Утренние слёзы (Рассказы) | страница 26
— Ребята мне говорили…
— Чего ж тогда не послушался? Они знают. Зря не скажут. У нас хорошие ребята.
— А тетенька сказала, что смирный…
— Тетка! Этих теток, знаешь, сколько у тебя в жизни будет! — сказал он и хрипло, с лошадиным злым всхрапом, засмеялся. — Всех не наслушаешься! Ты своих товарищей лучше слушай, которые тебе чего путное говорят. А тетки врут. Все до одной! Ты им не верь никогда. Тетка тебе одно скажет, а ты переверни наоборот и по-своему сделай, тогда и ладно все будет. Поживешь с мое, узнаешь, вспомнишь меня… Голова-то прошла? — спросил он так, будто я жаловался ему. — Ну-ка потряси головой. Не больно?
— Нет, — удивленно ответил я, не чувствуя боли.
— Ну вот и все, — весело сказал он, поглаживая меня по волосам. — А ты говоришь — купаться! Вода холодна…
— Я не говорю ничего…
Он опять засмеялся и сказал:
— Это в народе так говорят. Иди-ка, Юра, домой. Умойся у колодца, а то мать тебе сейчас задаст трепака. Иди-иди, кавалерист. Натер женьку-то? Ладно! Приходи, когда заживет, я тебя на мирной лошади научу ездить. Если хочешь, конечно. Вот и все.
И я пошел к дому. Голова у меня не болела, но идти по земле было так трудно, будто бы я только что сидел на огненно-горячих углях. Я еле шел, ковыляя по-утиному.
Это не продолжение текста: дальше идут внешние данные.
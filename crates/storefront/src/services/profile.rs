//! Profile editing for the signed-in user.

use thiserror::Error;
use tracing::instrument;

use super::auth::IdentityProvider;
use crate::db::{ProfileCache, ProfileRepository, RemoteStore, RepositoryError};
use crate::models::{AuthUser, FieldError, ProfileUpdate, UserProfile, required};

/// Errors that can occur while reading or saving a profile.
#[derive(Debug, Error)]
pub enum ProfileError {
    #[error("sign in to manage your profile")]
    NotSignedIn,

    #[error(transparent)]
    Field(#[from] FieldError),

    #[error(transparent)]
    Repository(#[from] RepositoryError),
}

/// Profile service.
pub struct ProfileService<'a> {
    identity: &'a dyn IdentityProvider,
    profiles: ProfileRepository<'a>,
}

impl<'a> ProfileService<'a> {
    /// Create a new profile service.
    #[must_use]
    pub const fn new(
        identity: &'a dyn IdentityProvider,
        store: &'a dyn RemoteStore,
        cache: &'a ProfileCache,
    ) -> Self {
        Self {
            identity,
            profiles: ProfileRepository::new(store, cache),
        }
    }

    async fn user(&self) -> Result<AuthUser, ProfileError> {
        self.identity
            .current_user()
            .await
            .ok_or(ProfileError::NotSignedIn)
    }

    /// The signed-in user's profile, if one has been created.
    ///
    /// # Errors
    ///
    /// Returns `ProfileError::NotSignedIn` without a session, or
    /// `ProfileError::Repository` if the backend fails.
    pub async fn current(&self) -> Result<Option<UserProfile>, ProfileError> {
        let user = self.user().await?;
        Ok(self.profiles.get(user.id).await?)
    }

    /// Save the signed-in user's profile.
    ///
    /// The display name is required. A missing profile is created first,
    /// then the remaining fields are applied.
    ///
    /// # Errors
    ///
    /// Returns `FieldError::Missing("display_name")` if the name is blank.
    #[instrument(skip(self, display_name, update))]
    pub async fn save(
        &self,
        display_name: &str,
        update: ProfileUpdate,
    ) -> Result<UserProfile, ProfileError> {
        let user = self.user().await?;
        let display_name = required("display_name", display_name)?;

        if self.profiles.get(user.id).await?.is_some() {
            let update = ProfileUpdate {
                display_name: Some(display_name),
                ..update
            };
            return Ok(self.profiles.update(user.id, &update).await?);
        }

        let email = user.email.as_ref().map_or("", |e| e.as_str());
        let created = self
            .profiles
            .create(user.id, email, Some(&display_name))
            .await?;

        let rest = update.without_display_name();
        if rest.is_empty() {
            return Ok(created);
        }
        Ok(self.profiles.update(user.id, &rest).await?)
    }
}

#[cfg(test)]
#[allow(clippy::unwrap_used)]
mod tests {
    use gtm_shop_core::Email;

    use super::*;
    use crate::db::{MemoryStore, Table};
    use crate::services::auth::MemoryIdentity;

    async fn signed_in() -> MemoryIdentity {
        let identity = MemoryIdentity::new();
        identity
            .sign_up(&Email::parse("ada@example.com").unwrap(), "hunter22", "ada")
            .await
            .unwrap();
        identity
    }

    #[tokio::test]
    async fn test_save_creates_missing_profile() {
        let identity = signed_in().await;
        let store = MemoryStore::new();
        let cache = ProfileCache::new();
        let service = ProfileService::new(&identity, &store, &cache);

        let update = ProfileUpdate {
            city: Some("London".to_string()),
            ..ProfileUpdate::default()
        };
        let profile = service.save(" Ada ", update).await.unwrap();

        assert_eq!(profile.display_name.as_deref(), Some("Ada"));
        assert_eq!(profile.city.as_deref(), Some("London"));
        assert_eq!(profile.email, "ada@example.com");
        assert_eq!(store.rows(Table::UserProfiles).len(), 1);
    }

    #[tokio::test]
    async fn test_save_updates_existing_profile() {
        let identity = signed_in().await;
        let store = MemoryStore::new();
        let cache = ProfileCache::new();
        let service = ProfileService::new(&identity, &store, &cache);

        service.save("Ada", ProfileUpdate::default()).await.unwrap();
        let profile = service
            .save(
                "Countess",
                ProfileUpdate {
                    phone: Some("555-0100".to_string()),
                    ..ProfileUpdate::default()
                },
            )
            .await
            .unwrap();

        assert_eq!(profile.display_name.as_deref(), Some("Countess"));
        assert_eq!(profile.phone.as_deref(), Some("555-0100"));
        assert_eq!(store.rows(Table::UserProfiles).len(), 1);
        assert_eq!(service.current().await.unwrap(), Some(profile));
    }

    #[tokio::test]
    async fn test_save_requires_display_name() {
        let identity = signed_in().await;
        let store = MemoryStore::new();
        let cache = ProfileCache::new();
        let service = ProfileService::new(&identity, &store, &cache);

        let err = service.save("  ", ProfileUpdate::default()).await.unwrap_err();
        assert!(matches!(
            err,
            ProfileError::Field(FieldError::Missing("display_name"))
        ));
    }

    #[tokio::test]
    async fn test_requires_session() {
        let identity = MemoryIdentity::new();
        let store = MemoryStore::new();
        let cache = ProfileCache::new();
        let service = ProfileService::new(&identity, &store, &cache);

        assert!(matches!(
            service.current().await,
            Err(ProfileError::NotSignedIn)
        ));
    }
}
А что было дальше, рассказывать не хочу, потому что впереди было еще длинное-длинное лето, были лошади, была рыбная ловля на леску из конского волоса, надерганного из хвоста Соловья, были грибы и малина.
А главное, я больше никого на свете не боялся: ни конюха, ни лошадей, ни злого Бурки, который, когда я подходил к нему, с каким-то сердитым изумлением таращился на меня, принюхиваясь раздутыми и теплыми ноздрями, словно бы удивляясь, что я еще жив.
Через год его, наверное, забрали все-таки в армию, потому что началась война. Где истлели кости моего коня, я не знаю.
Я был далеко от Салькова, от дома, от Москвы, живя в интернате в холмистом и лесном краю, на Урале. Там тоже, конечно, были лошади. Были морозные, хрусткие, снежные дни, был загончик для молодняка и была опять соловой масти лошадка, которую звали Барыней. Она, завидев меня, подбегала к обгрызенным пряслам и, стреляя паром из ноздрей, душистая на морозе и заиндевелая, теплая под седым инеем, тянулась к моей ладошке, на которой я приносил ей запретное лакомство — серую, как толченый камень, крупную соль.
Помню этот пар на морозе, таинственно-нежный запах горячей лошади в лютый зимний день, от которого становилось теплее на сердце, словно бы этот запах, этот пар, раструбами вырывающийся из лошадиных ноздрей, западал в душу, будил в ней и не давал замерзнуть надежде, что война скоро закончится победой и что после войны я опять вернусь когда-нибудь в Москву, поеду в Сальково, увижу лохматую конюшню и постаревшего конюха.